At all three Coachella Valley school districts, nurses juggle multiple schools at a time.
"They kind of rotate throughout the district depending on where the needs are at," PSUSD's Director of Health Services, Laura Dyson, said.
Dyson said the district currently has 16 school nurses for its 27 schools and more than 20,000 students. In addition, there are nine licensed vocational nurses (LVNs), and 21 medical assistants making sure every school is covered at all time. Dyson said she's satisfied with those numbers, but "if the Board came and said 'We want to give you five more nurses and put one in every school' I'm not going to turn it down. I would be happy to do that."
At DSUSD, Lead Nurse Susan Kadel said the issue is "very concerning" for her. DSUSD currently has 12 school nurses, 10 LVNs, five special education health-technicians, and four health technicians (one at each high school).
"We always advocate for more nurses, but we are currently staffed at the levels the district has approved us to be at," Kadel said. Daut asked: "What are your biggest concerns about the lack of nurses?" She replied, "So my concerns would be that we have students at school that need healthcare procedures that we don't have enough staff to take care. Now with that being said, we are currently not in that position, but that would be my fear is not having enough nurses who have the experience and knowledge that's needed to take care of some of these very sick kids at school."
The district has a large recruitment budget, but Kadel said getting qualified nurses to apply has not been easy. "How concerning is it for you that you're seeing a decrease in applicants wanting to be school nurses?" Daut asked her. She replied, "It's very concerning, because I feel like our student population is coming to us with more and more healthcare concerns. And so having qualified professionals available to those students is really a key part of their whole educational process."
At CVUSD, the district currently has six school nurses, 7 LVNs, and 21 health technicians at every school. In addition, the board recently approved hiring three more nurses, which would bring the total to nine.

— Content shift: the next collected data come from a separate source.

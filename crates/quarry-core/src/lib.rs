//! # quarry-core
//!
//! Core engine of Quarry: local semantic code search and structural
//! analysis. The crate ingests a source tree into a hierarchy of code
//! units, enriches it with LLM-generated documents, persists everything
//! into a hybrid index (dense vectors + FTS5 keyword postings + SQLite
//! metadata), and answers queries that blend semantic similarity,
//! keyword matching, structural relationships, and learned ranking.
//!
//! ## Architecture
//!
//! - **`config`** -- Layered configuration loading
//! - **`store`** -- SQLite store shared by all persistent subsystems
//! - **`tracker`** -- Durable per-file state and change detection
//! - **`parser`** -- Tree-sitter unit, symbol, and reference extraction
//! - **`graph`** -- Reference resolution, PageRank, graph queries
//! - **`enrich`** -- Dependency-ordered LLM document extraction
//! - **`index`** -- Typed document index with RRF hybrid search
//! - **`search`** -- Query routing, retrieval, learned weights, context
//! - **`repomap`** -- Token-budgeted structural outlines
//! - **`analysis`** -- Dead code, test gaps, change impact
//! - **`watcher`** -- Debounced filesystem observation
//! - **`bench`** -- Resumable model-benchmark state machine
//! - **`pipeline`** -- The engine wiring it all together
//!
//! Embedding and LLM providers stay outside this crate; implement the
//! [`llm::Embedder`] and [`llm::Llm`] traits and hand them to
//! [`pipeline::Engine::new`].

pub mod analysis;
pub mod bench;
pub mod config;
pub mod enrich;
pub mod error;
pub mod graph;
pub mod index;
pub mod llm;
pub mod parser;
pub mod pipeline;
pub mod repomap;
pub mod search;
pub mod store;
pub mod tracker;
pub mod types;
pub mod watcher;

pub use config::Config;
pub use error::{QuarryError, QuarryResult};
pub use pipeline::Engine;
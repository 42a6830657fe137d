//! SQLite-backed relational store.
//!
//! One database file (`index.db`) holds file state, document metadata,
//! symbols, references, learned weights, and the FTS5 keyword index.
//! All subsystems share a single [`Store`] handle; SQLite is configured
//! in WAL mode so readers proceed during writes, and the connection
//! mutex serialises writers.
//!
//! ## Migrations
//!
//! The baseline schema lives in `schema.sql`. Anything added after the
//! first release is applied additively in [`Store::apply_migrations`]
//! (`ALTER TABLE ADD COLUMN` with defaults) so existing databases
//! upgrade in place.

use std::path::Path;

use parking_lot::{Mutex, MutexGuard};
use rusqlite::Connection;

use crate::error::{QuarryError, QuarryResult};

/// Shared handle to the relational store.
pub struct Store {
    conn: Mutex<Connection>,
}

impl Store {
    /// Open or create the store at the given path.
    pub fn open(db_path: &Path) -> QuarryResult<Self> {
        if let Some(parent) = db_path.parent() {
            std::fs::create_dir_all(parent)?;
        }

        let conn = Connection::open(db_path)?;
        conn.pragma_update(None, "journal_mode", "WAL")?;
        conn.pragma_update(None, "synchronous", "NORMAL")?;
        conn.pragma_update(None, "cache_size", "-64000")?; // 64MB cache
        conn.pragma_update(None, "foreign_keys", "ON")?;

        let store = Self { conn: Mutex::new(conn) };
        store.ensure_schema()?;
        store.apply_migrations()?;
        Ok(store)
    }

    /// Open an in-memory store (tests).
    pub fn open_in_memory() -> QuarryResult<Self> {
        let conn = Connection::open_in_memory()?;
        let store = Self { conn: Mutex::new(conn) };
        store.ensure_schema()?;
        store.apply_migrations()?;
        Ok(store)
    }

    fn ensure_schema(&self) -> QuarryResult<()> {
        self.conn.lock().execute_batch(include_str!("schema.sql"))?;
        Ok(())
    }

    /// Apply additive schema migrations to databases created by older
    /// versions. New columns always carry a default so old rows stay valid.
    fn apply_migrations(&self) -> QuarryResult<()> {
        self.ensure_column("files", "enriched_at", "INTEGER")?;
        self.ensure_column("documents", "language", "TEXT")?;
        Ok(())
    }

    /// Add a column if the table does not have it yet.
    fn ensure_column(&self, table: &str, column: &str, decl: &str) -> QuarryResult<()> {
        let conn = self.conn.lock();
        let mut stmt = conn.prepare(&format!("PRAGMA table_info({table})"))?;
        let existing: Vec<String> = stmt
            .query_map([], |row| row.get::<_, String>(1))?
            .collect::<Result<_, _>>()?;
        if !existing.iter().any(|c| c == column) {
            conn.execute_batch(&format!("ALTER TABLE {table} ADD COLUMN {column} {decl}"))?;
            tracing::debug!(table, column, "applied additive migration");
        }
        Ok(())
    }

    /// Lock the underlying connection.
    ///
    /// Subsystem modules use this for their queries; prefer adding typed
    /// methods over spreading raw SQL through callers.
    pub fn connection(&self) -> MutexGuard<'_, Connection> {
        self.conn.lock()
    }

    /// Run `work` inside a transaction.
    ///
    /// On error the transaction rolls back and the operation is retried
    /// once; a second failure surfaces as a storage error.
    pub fn with_tx<T>(
        &self,
        mut work: impl FnMut(&rusqlite::Transaction<'_>) -> QuarryResult<T>,
    ) -> QuarryResult<T> {
        let mut last_err = None;
        for attempt in 0..2 {
            let mut conn = self.conn.lock();
            let tx = conn.transaction()?;
            match work(&tx) {
                Ok(value) => {
                    tx.commit()?;
                    return Ok(value);
                }
                Err(e) => {
                    drop(tx); // implicit rollback
                    if attempt == 0 {
                        tracing::warn!(error = %e, "transaction failed, retrying once");
                    }
                    last_err = Some(e);
                }
            }
        }
        Err(match last_err {
            Some(e) => QuarryError::Storage(e.to_string()),
            None => QuarryError::Internal("transaction retry loop exited".into()),
        })
    }

    /// Read a metadata value.
    pub fn get_meta(&self, key: &str) -> QuarryResult<Option<String>> {
        let conn = self.conn.lock();
        let mut stmt = conn.prepare("SELECT value FROM metadata WHERE key = ?1")?;
        let mut rows = stmt.query([key])?;
        match rows.next()? {
            Some(row) => Ok(Some(row.get(0)?)),
            None => Ok(None),
        }
    }

    /// Write a metadata value.
    pub fn set_meta(&self, key: &str, value: &str) -> QuarryResult<()> {
        self.conn.lock().execute(
            "INSERT INTO metadata (key, value) VALUES (?1, ?2)
             ON CONFLICT(key) DO UPDATE SET value = excluded.value",
            [key, value],
        )?;
        Ok(())
    }

    /// Run an integrity check on the database.
    pub fn check_integrity(&self) -> QuarryResult<bool> {
        let conn = self.conn.lock();
        let result: String = conn.query_row("PRAGMA integrity_check", [], |row| row.get(0))?;
        Ok(result == "ok")
    }
}

#[cfg(test)]
mod tests {
    use super::*;

    #[test]
    fn open_creates_database() {
        let dir = tempfile::tempdir().expect("create temp dir");
        let db_path = dir.path().join("index.db");
        let store = Store::open(&db_path).expect("open database");
        assert!(store.check_integrity().expect("check integrity"));
    }

    #[test]
    fn metadata_roundtrip() {
        let store = Store::open_in_memory().expect("open");
        assert_eq!(store.get_meta("model").expect("get"), None);
        store.set_meta("model", "code-embed-v2").expect("set");
        assert_eq!(
            store.get_meta("model").expect("get"),
            Some("code-embed-v2".into())
        );
        store.set_meta("model", "other").expect("overwrite");
        assert_eq!(store.get_meta("model").expect("get"), Some("other".into()));
    }

    #[test]
    fn transaction_rolls_back_on_error() {
        let store = Store::open_in_memory().expect("open");
        let result: QuarryResult<()> = store.with_tx(|tx| {
            tx.execute(
                "INSERT INTO metadata (key, value) VALUES ('a', '1')",
                [],
            )?;
            Err(QuarryError::Internal("forced failure".into()))
        });
        assert!(result.is_err());
        assert_eq!(store.get_meta("a").expect("get"), None);
    }

    #[test]
    fn migrations_are_idempotent() {
        let dir = tempfile::tempdir().expect("create temp dir");
        let db_path = dir.path().join("index.db");
        {
            let _store = Store::open(&db_path).expect("first open");
        }
        // Reopening must not fail on already-applied migrations.
        let store = Store::open(&db_path).expect("second open");
        assert!(store.check_integrity().expect("integrity"));
    }
}
impl LearnedWeights {
    /// Static defaults: RRF weights 0.6/0.4 and the glossary type weights.
    pub fn defaults() -> Self {
        let document_type_weights = DocumentType::all()
            .iter()
            .map(|t| (*t, t.default_weight()))
            .collect();
        Self {
            vector_weight: 0.6,
            bm25_weight: 0.4,
            document_type_weights,
            file_boosts: BTreeMap::new(),
            query_patterns: BTreeMap::new(),
            feedback_count: 0,
            confidence: 0.0,
            last_updated: 0,
        }
    }
}

// ---------------------------------------------------------------------------
// Helpers
// ---------------------------------------------------------------------------

/// Current wall-clock time in unix milliseconds.
pub fn now_ms() -> i64 {
    use std::time::{SystemTime, UNIX_EPOCH};
    SystemTime::now()
        .duration_since(UNIX_EPOCH)
        .map(|d| d.as_millis() as i64)
        .unwrap_or(0)
}

/// 16-hex SHA-256 digest over NUL-joined parts.
pub(crate) fn short_hash(parts: &[&str]) -> String {
    use sha2::{Digest, Sha256};
    let mut hasher = Sha256::new();
    for (i, part) in parts.iter().enumerate() {
        if i > 0 {
            hasher.update([0u8]);
        }
        hasher.update(part.as_bytes());
    }
    hex::encode(&hasher.finalize()[..8])
}

#[cfg(test)]
mod tests {
    use super::*;

    #[test]
    fn unit_id_is_stable_and_16_hex() {
        let a = CodeUnit::make_id("src/a.ts", Some("foo"), UnitKind::Function, 3);
        let b = CodeUnit::make_id("src/a.ts", Some("foo"), UnitKind::Function, 3);
        assert_eq!(a, b);
        assert_eq!(a.len(), 16);
        assert!(a.chars().all(|c| c.is_ascii_hexdigit()));

        let c = CodeUnit::make_id("src/a.ts", Some("foo"), UnitKind::Function, 4);
        assert_ne!(a, c);
    }

    #[test]
    fn unit_id_distinguishes_nameless() {
        // NUL joining keeps ("ab", "c") distinct from ("a", "bc").
        let a = CodeUnit::make_id("a", Some("bc"), UnitKind::Block, 1);
        let b = CodeUnit::make_id("ab", Some("c"), UnitKind::Block, 1);
        assert_ne!(a, b);
    }

    #[test]
    fn document_type_dependencies_are_acyclic() {
        // Walk the declared dependency edges; a cycle would loop forever,
        // so bound the walk by the type count.
        for ty in DocumentType::all() {
            let mut frontier = vec![*ty];
            for _ in 0..DocumentType::all().len() {
                frontier = frontier
                    .iter()
                    .flat_map(|t| t.dependencies().iter().copied())
                    .collect();
                assert!(
                    !frontier.contains(ty),
                    "cycle through {ty}"
                );
            }
        }
    }

    #[test]
    fn default_type_weights_match_table() {
        assert_eq!(DocumentType::CodeChunk.default_weight(), 0.25);
        assert_eq!(DocumentType::SymbolSummary.default_weight(), 0.15);
        assert_eq!(DocumentType::AntiPattern.default_weight(), 0.03);
    }

    #[test]
    fn language_extension_roundtrip() {
        for lang in Language::all() {
            for ext in lang.extensions() {
                assert_eq!(Language::from_extension(ext), Some(*lang));
            }
        }
        assert_eq!(Language::from_extension("xyz"), None);
    }

    #[test]
    fn enrichment_status_completeness() {
        assert!(EnrichmentStatus::Pending.needs_enrichment());
        assert!(EnrichmentStatus::Failed("boom".into()).needs_enrichment());
        assert!(!EnrichmentStatus::Complete.needs_enrichment());
    }
}
impl DocExtractor for FileSummaryExtractor {
    fn document_type(&self) -> DocumentType {
        DocumentType::FileSummary
    }

    fn supports_batching(&self) -> bool {
        true
    }

    fn extract(&self, llm: &dyn Llm, input: &ExtractionInput<'_>) -> QuarryResult<Vec<Document>> {
        let prompt = format!(
            "Summarise this {} file for a code-search index.\n\
             Respond with JSON: {{\"summary\", \"responsibilities\", \"exports\", \
             \"dependencies\", \"patterns\"}}.\n\nFile: {}\n```\n{}\n```",
            input.language,
            input.file_path.display(),
            excerpt(input.file_content, CONTENT_EXCERPT_CHARS),
        );
        let parsed: FileSummaryJson = complete_json(
            llm,
            &[ChatMessage::user(prompt)],
            &CompletionOptions::default(),
        )?;
        Ok(vec![self.doc_from(input, parsed)])
    }

    fn extract_batch(
        &self,
        llm: &dyn Llm,
        inputs: &[&ExtractionInput<'_>],
    ) -> QuarryResult<Vec<Vec<Document>>> {
        let mut prompt = String::from(
            "Summarise each file for a code-search index. Respond with a JSON array; \
             one object per file with keys: \"path\", \"summary\", \"responsibilities\", \
             \"exports\", \"dependencies\", \"patterns\".\n",
        );
        for input in inputs {
            prompt.push_str(&format!(
                "\nFile: {}\n```\n{}\n```\n",
                input.file_path.display(),
                excerpt(input.file_content, CONTENT_EXCERPT_CHARS / inputs.len().max(1)),
            ));
        }
        let parsed: Vec<BatchFileSummaryJson> = complete_json(
            llm,
            &[ChatMessage::user(prompt)],
            &CompletionOptions::default(),
        )?;

        inputs
            .iter()
            .map(|input| {
                let key = path_str(input.file_path);
                let entry = parsed
                    .iter()
                    .find(|e| e.path == key)
                    .ok_or_else(|| QuarryError::InvalidResponse {
                        message: format!("batch response missing file {key}"),
                    })?;
                let summary = FileSummaryJson {
                    summary: entry.summary.summary.clone(),
                    responsibilities: entry.summary.responsibilities.clone(),
                    exports: entry.summary.exports.clone(),
                    dependencies: entry.summary.dependencies.clone(),
                    patterns: entry.summary.patterns.clone(),
                };
                Ok(vec![self.doc_from(input, summary)])
            })
            .collect()
    }
}
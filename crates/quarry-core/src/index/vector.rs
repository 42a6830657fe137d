//! Flat cosine-similarity vector store with disk persistence.
//!
//! Brute-force KNN over normalised vectors, persisted via bincode. The
//! dimension is fixed at open time; an embedding-model change requires a
//! re-index (the pipeline drops the file and rebuilds).

use std::collections::HashMap;
use std::path::{Path, PathBuf};

use serde::{Deserialize, Serialize};

use crate::error::{QuarryError, QuarryResult};

#[derive(Serialize, Deserialize, Default)]
struct Persisted {
    dimension: usize,
    entries: Vec<(String, Vec<f32>)>,
}

/// Flat vector index keyed by document id.
pub struct VectorStore {
    path: Option<PathBuf>,
    dimension: usize,
    entries: Vec<(String, Vec<f32>)>,
    by_id: HashMap<String, usize>,
}

impl VectorStore {
    /// Open or create a store at `path` with the given dimension.
    ///
    /// A persisted file with a different dimension is discarded; the
    /// caller is expected to re-embed.
    pub fn open(path: &Path, dimension: usize) -> QuarryResult<Self> {
        let mut store = Self {
            path: Some(path.to_path_buf()),
            dimension,
            entries: Vec::new(),
            by_id: HashMap::new(),
        };
        if path.exists() {
            let bytes = std::fs::read(path)?;
            match bincode::deserialize::<Persisted>(&bytes) {
                Ok(p) if p.dimension == dimension => {
                    for (i, (id, _)) in p.entries.iter().enumerate() {
                        store.by_id.insert(id.clone(), i);
                    }
                    store.entries = p.entries;
                }
                Ok(p) => {
                    tracing::warn!(
                        stored = p.dimension,
                        configured = dimension,
                        "vector store dimension mismatch, starting empty"
                    );
                }
                Err(e) => {
                    tracing::warn!(error = %e, "vector store unreadable, starting empty");
                }
            }
        }
        Ok(store)
    }

    /// Create an in-memory store (tests).
    pub fn in_memory(dimension: usize) -> Self {
        Self { path: None, dimension, entries: Vec::new(), by_id: HashMap::new() }
    }

    /// Insert or replace a vector.
    pub fn upsert(&mut self, id: &str, vector: &[f32]) -> QuarryResult<()> {
        if vector.len() != self.dimension {
            return Err(QuarryError::Embedding {
                message: format!(
                    "vector dimension {} does not match index dimension {}",
                    vector.len(),
                    self.dimension
                ),
            });
        }
        match self.by_id.get(id) {
            Some(&idx) => self.entries[idx].1 = vector.to_vec(),
            None => {
                self.by_id.insert(id.to_string(), self.entries.len());
                self.entries.push((id.to_string(), vector.to_vec()));
            }
        }
        Ok(())
    }

    /// Remove a vector by id.
    pub fn remove(&mut self, id: &str) {
        if let Some(idx) = self.by_id.remove(id) {
            self.entries.swap_remove(idx);
            if idx < self.entries.len() {
                let moved = self.entries[idx].0.clone();
                self.by_id.insert(moved, idx);
            }
        }
    }

    /// K nearest neighbours by cosine similarity, best first.
    pub fn search(&self, query: &[f32], k: usize) -> Vec<(String, f32)> {
        if query.len() != self.dimension || k == 0 {
            return Vec::new();
        }
        let mut scored: Vec<(String, f32)> = self
            .entries
            .iter()
            .map(|(id, v)| (id.clone(), cosine(query, v)))
            .collect();
        scored.sort_by(|a, b| b.1.partial_cmp(&a.1).unwrap_or(std::cmp::Ordering::Equal));
        scored.truncate(k);
        scored
    }

    /// Persist to disk (no-op for in-memory stores).
    pub fn save(&self) -> QuarryResult<()> {
        let Some(path) = &self.path else {
            return Ok(());
        };
        if let Some(parent) = path.parent() {
            std::fs::create_dir_all(parent)?;
        }
        let persisted = Persisted {
            dimension: self.dimension,
            entries: self.entries.clone(),
        };
        let bytes = bincode::serialize(&persisted)
            .map_err(|e| QuarryError::Serialization(e.to_string()))?;
        std::fs::write(path, bytes)?;
        Ok(())
    }

    /// Number of stored vectors.
    pub fn len(&self) -> usize {
        self.entries.len()
    }

    /// Whether the store is empty.
    pub fn is_empty(&self) -> bool {
        self.entries.is_empty()
    }

    /// Configured dimension.
    pub fn dimension(&self) -> usize {
        self.dimension
    }
}

fn cosine(a: &[f32], b: &[f32]) -> f32 {
    let mut dot = 0.0;
    let mut na = 0.0;
    let mut nb = 0.0;
    for (x, y) in a.iter().zip(b.iter()) {
        dot += x * y;
        na += x * x;
        nb += y * y;
    }
    let denom = na.sqrt() * nb.sqrt();
    if denom > 0.0 {
        dot / denom
    } else {
        0.0
    }
}

#[cfg(test)]
mod tests {
    use super::*;

    #[test]
    fn upsert_search_remove() {
        let mut store = VectorStore::in_memory(3);
        store.upsert("a", &[1.0, 0.0, 0.0]).expect("upsert");
        store.upsert("b", &[0.0, 1.0, 0.0]).expect("upsert");
        store.upsert("c", &[0.9, 0.1, 0.0]).expect("upsert");

        let hits = store.search(&[1.0, 0.0, 0.0], 2);
        assert_eq!(hits.len(), 2);
        assert_eq!(hits[0].0, "a");
        assert_eq!(hits[1].0, "c");

        store.remove("a");
        let hits = store.search(&[1.0, 0.0, 0.0], 2);
        assert_eq!(hits[0].0, "c");
        assert_eq!(store.len(), 2);
    }

    #[test]
    fn dimension_mismatch_rejected() {
        let mut store = VectorStore::in_memory(3);
        let err = store.upsert("a", &[1.0, 0.0]);
        assert!(err.is_err());
    }

    #[test]
    fn persistence_roundtrip() {
        let dir = tempfile::tempdir().expect("tempdir");
        let path = dir.path().join("vectors.bin");
        {
            let mut store = VectorStore::open(&path, 2).expect("open");
            store.upsert("a", &[0.6, 0.8]).expect("upsert");
            store.save().expect("save");
        }
        let store = VectorStore::open(&path, 2).expect("reopen");
        assert_eq!(store.len(), 1);
        let hits = store.search(&[0.6, 0.8], 1);
        assert_eq!(hits[0].0, "a");
        assert!((hits[0].1 - 1.0).abs() < 1e-6);
    }

    #[test]
    fn dimension_change_discards() {
        let dir = tempfile::tempdir().expect("tempdir");
        let path = dir.path().join("vectors.bin");
        {
            let mut store = VectorStore::open(&path, 2).expect("open");
            store.upsert("a", &[0.6, 0.8]).expect("upsert");
            store.save().expect("save");
        }
        let store = VectorStore::open(&path, 4).expect("reopen larger");
        assert!(store.is_empty());
    }
}
/// Per-language visibility and export classification.
fn classify_visibility(
    node: tree_sitter::Node<'_>,
    language: Language,
    name: &str,
    enclosing_depth: u32,
    exported_ctx: bool,
    source: &[u8],
) -> (Visibility, bool) {
    match language {
        Language::TypeScript | Language::JavaScript => {
            if exported_ctx || has_export_ancestor(node) {
                (Visibility::Public, true)
            } else {
                (Visibility::Private, false)
            }
        }
        Language::Python => {
            if name.starts_with("__") && !name.ends_with("__") {
                (Visibility::Private, false)
            } else if name.starts_with('_') {
                (Visibility::Protected, false)
            } else {
                // Public by convention; exported only at module top level.
                (Visibility::Public, enclosing_depth == 0)
            }
        }
        Language::Go => {
            let upper = name.chars().next().is_some_and(char::is_uppercase);
            if upper {
                (Visibility::Public, true)
            } else {
                (Visibility::Private, false)
            }
        }
        Language::Java => {
            let mut cursor = node.walk();
            for child in node.children(&mut cursor) {
                if child.kind() == "modifiers" {
                    let text = node_text(child, source);
                    if text.contains("public") {
                        return (Visibility::Public, true);
                    }
                    if text.contains("protected") {
                        return (Visibility::Protected, false);
                    }
                    if text.contains("private") {
                        return (Visibility::Private, false);
                    }
                }
            }
            (Visibility::Private, false)
        }
        Language::Rust => {
            let mut cursor = node.walk();
            for child in node.children(&mut cursor) {
                if child.kind() == "visibility_modifier" {
                    return (Visibility::Public, true);
                }
            }
            (Visibility::Private, false)
        }
        Language::C | Language::Cpp => {
            // File-scope statics are internal linkage; everything else is
            // reachable from other translation units.
            let first_line = node_text(node, source).lines().next().unwrap_or("");
            if first_line.starts_with("static ") || first_line.contains(" static ") {
                (Visibility::Private, false)
            } else {
                (Visibility::Public, true)
            }
        }
    }
}

fn has_export_ancestor(node: tree_sitter::Node<'_>) -> bool {
    let mut current = node.parent();
    while let Some(n) = current {
        match n.kind() {
            "export_statement" => return true,
            // Stop at module boundaries; an export further out does not
            // apply to this declaration.
            "program" | "module" | "statement_block" => return false,
            _ => current = n.parent(),
        }
    }
    false
}

fn node_is_async(node: tree_sitter::Node<'_>, source: &[u8]) -> bool {
    let head = node_text(node, source);
    let first_line = head.lines().next().unwrap_or("");
    first_line.split_whitespace().any(|tok| tok == "async")
}

/// One-line declaration: first line continued through balanced
/// parentheses, at most 5 continuation lines, body removed.
fn build_signature(content: &str) -> String {
    let mut sig = String::new();
    let mut depth: i32 = 0;
    let mut saw_parens = false;

    'outer: for (i, line) in content.lines().enumerate() {
        if i > 5 {
            break;
        }
        if i > 0 {
            sig.push(' ');
        }
        for ch in line.chars() {
            match ch {
                '(' | '[' | '<' => {
                    depth += 1;
                    if ch == '(' {
                        saw_parens = true;
                    }
                }
                ')' | ']' | '>' => depth -= 1,
                '{' if depth <= 0 => break 'outer,
                _ => {}
            }
            sig.push(ch);
        }
        // Continue only while inside an open group.
        if depth <= 0 && (saw_parens || i == 0 && line.trim_end().ends_with(':')) {
            break;
        }
    }

    sig.split_whitespace()
        .collect::<Vec<_>>()
        .join(" ")
        .trim_end_matches(':')
        .trim()
        .to_string()
}

/// Concatenated immediately-preceding comment siblings, stripped of
/// comment markers. Python additionally accepts a leading body string.
fn extract_docstring(
    node: tree_sitter::Node<'_>,
    spec: &LanguageSpec,
    language: Language,
    source: &[u8],
) -> Option<String> {
    let mut comments = Vec::new();
    let mut current = node.prev_sibling();
    while let Some(sibling) = current {
        if !spec.is_comment(sibling.kind()) {
            break;
        }
        comments.push(node_text(sibling, source).to_string());
        current = sibling.prev_sibling();
    }
    comments.reverse();

    if comments.is_empty() && language == Language::Python {
        if let Some(doc) = python_body_docstring(node, source) {
            return Some(doc);
        }
    }

    if comments.is_empty() {
        return None;
    }

    let cleaned = comments
        .iter()
        .flat_map(|c| c.lines())
        .map(|line| strip_comment_markers(line, spec.comment_markers))
        .collect::<Vec<_>>()
        .join("\n")
        .trim()
        .to_string();

    if cleaned.is_empty() {
        None
    } else {
        Some(cleaned)
    }
}

fn python_body_docstring(node: tree_sitter::Node<'_>, source: &[u8]) -> Option<String> {
    let body = node.child_by_field_name("body")?;
    let first = body.named_child(0)?;
    if first.kind() != "expression_statement" {
        return None;
    }
    let string = first.named_child(0)?;
    if string.kind() != "string" {
        return None;
    }
    let text = node_text(string, source)
        .trim_matches(|c| c == '"' || c == '\'')
        .trim()
        .to_string();
    if text.is_empty() {
        None
    } else {
        Some(text)
    }
}

fn strip_comment_markers(line: &str, markers: &[&str]) -> String {
    let mut text = line.trim();
    text = text
        .strip_prefix("/**")
        .or_else(|| text.strip_prefix("/*"))
        .unwrap_or(text);
    text = text.strip_suffix("*/").unwrap_or(text);
    let trimmed = text.trim_start();
    for marker in markers {
        if let Some(rest) = trimmed.strip_prefix(marker) {
            return rest.trim().to_string();
        }
    }
    trimmed.trim().to_string()
}

/// Import names at file scope, matched against unit bodies for the
/// `imports_used` metadata.
fn collect_import_names(
    root: tree_sitter::Node<'_>,
    spec: &LanguageSpec,
    source: &[u8],
) -> Vec<String> {
    let mut names = Vec::new();
    let mut cursor = root.walk();
    for child in root.children(&mut cursor) {
        if !spec.import_nodes.contains(&child.kind()) {
            continue;
        }
        let text = node_text(child, source);
        for token in text
            .split(|c: char| !(c.is_alphanumeric() || c == '_'))
            .filter(|t| t.len() >= 2)
        {
            if matches!(
                token,
                "import" | "from" | "use" | "include" | "as" | "type" | "const" | "require"
            ) {
                continue;
            }
            if !names.iter().any(|n| n == token) {
                names.push(token.to_string());
            }
        }
    }
    names
}
use crate::analysis;
use crate::config::Config;
use crate::enrich::{extractors, EnrichmentOrchestrator, ExtractionInput, FileJob};
use crate::error::{QuarryError, QuarryResult};
use crate::graph::{GraphHandle, PageRankParams, ReferenceGraph, SymbolTable};
use crate::index::DocumentIndex;
use crate::llm::{Embedder, Llm};
use crate::parser::{refs, units, ParserHost};
use crate::repomap;
use crate::search::weights::LearnedWeightsStore;
use crate::search::{SearchEngine, SearchResponse};
use crate::store::Store;
use crate::tracker::{hash_bytes, FileTracker};
use crate::types::{
    CodeUnit, DocumentType, EnrichmentStatus, Language, SymbolDefinition, SymbolReference,
    UseCase,
};
use crate::watcher::{self, ReindexLock, WatchEvent, Watcher};

const EMBEDDING_DIM_FALLBACK: usize = 256;
const ERROR_SAMPLE_CAP: usize = 10;

/// Result of one ingestion run.
#[derive(Debug, Clone, Default)]
pub struct IndexReport {
    /// Files parsed and stored this run.
    pub files_indexed: usize,
    /// Files that failed to read or store.
    pub files_failed: usize,
    /// Files skipped as unchanged.
    pub files_unchanged: usize,
    /// Files removed from the index.
    pub files_deleted: usize,
    /// Units extracted this run.
    pub units_extracted: usize,
    /// Symbols extracted this run.
    pub symbols_extracted: usize,
    /// References extracted this run.
    pub references_extracted: usize,
    /// Documents written this run (chunks plus enrichments).
    pub documents_written: usize,
    /// Enrichment items that failed.
    pub enrichment_failed: usize,
    /// Bounded sample of error strings.
    pub error_sample: Vec<String>,
}

/// Status snapshot for user-facing reporting.
#[derive(Debug, Clone, serde::Serialize)]
pub struct EngineStatus {
    /// Project root.
    pub repo_path: String,
    /// Tracked file count.
    pub files_indexed: usize,
    /// Stored symbol count.
    pub symbols: usize,
    /// Stored reference count.
    pub references: usize,
    /// Document counts by type tag.
    pub documents: std::collections::BTreeMap<String, usize>,
    /// Reference-graph node count.
    pub graph_nodes: usize,
    /// Reference-graph edge count.
    pub graph_edges: usize,
    /// `hybrid` with an embedder, `keyword-only` without.
    pub search_mode: String,
}

/// The top-level engine owning every subsystem.
pub struct Engine {
    config: Config,
    tracker: FileTracker,
    index: Arc<DocumentIndex>,
    symbols: SymbolTable,
    graph: GraphHandle,
    parser: Arc<ParserHost>,
    search: SearchEngine,
    orchestrator: Option<EnrichmentOrchestrator>,
    embedder: Option<Arc<dyn Embedder>>,
}

struct ParsedFile {
    path: PathBuf,
    hash: String,
    content: String,
    language: Language,
    units: Vec<CodeUnit>,
    symbols: Vec<SymbolDefinition>,
    references: Vec<SymbolReference>,
}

Daut asked school nurse Shanna Hottinger: "Do you think there are enough nurses in your district?" She replied, "Right now, no. We're seeing more food allergies, we're seeing more diabetic students, our special education classrooms are growing every year. We're seeing more needs, and that's taking up a lot more of our time."
Meanwhile, Estella Lopez said the nation's shortage of school nurses should be a concern for everyone: "Children need to be healthy in order for them to be good students. And if we can't support them in that way, then what are we going to expect when they leave school? How can we expect them to be productive members society?"
Right now, there is an assembly bill working its way through Sacramento that would allow LVNs, and not just RNs, to become school nurses to help deal with the shortage. Meanwhile, this February, the California School Nurses Organization is holding its annual conference in Rancho Mirage, which Valley districts hope will be an opportunity to do more recruiting.
For parents who have children with health issues, it's important they communicate with the school and let the staff know about any medical concerns. Even if the school does not have a full-time registered nurse on site, there are LVNs or other health technicians who are trained to respond to an emergency. Parents should also make sure their children know who to go to in the event of a medical emergency.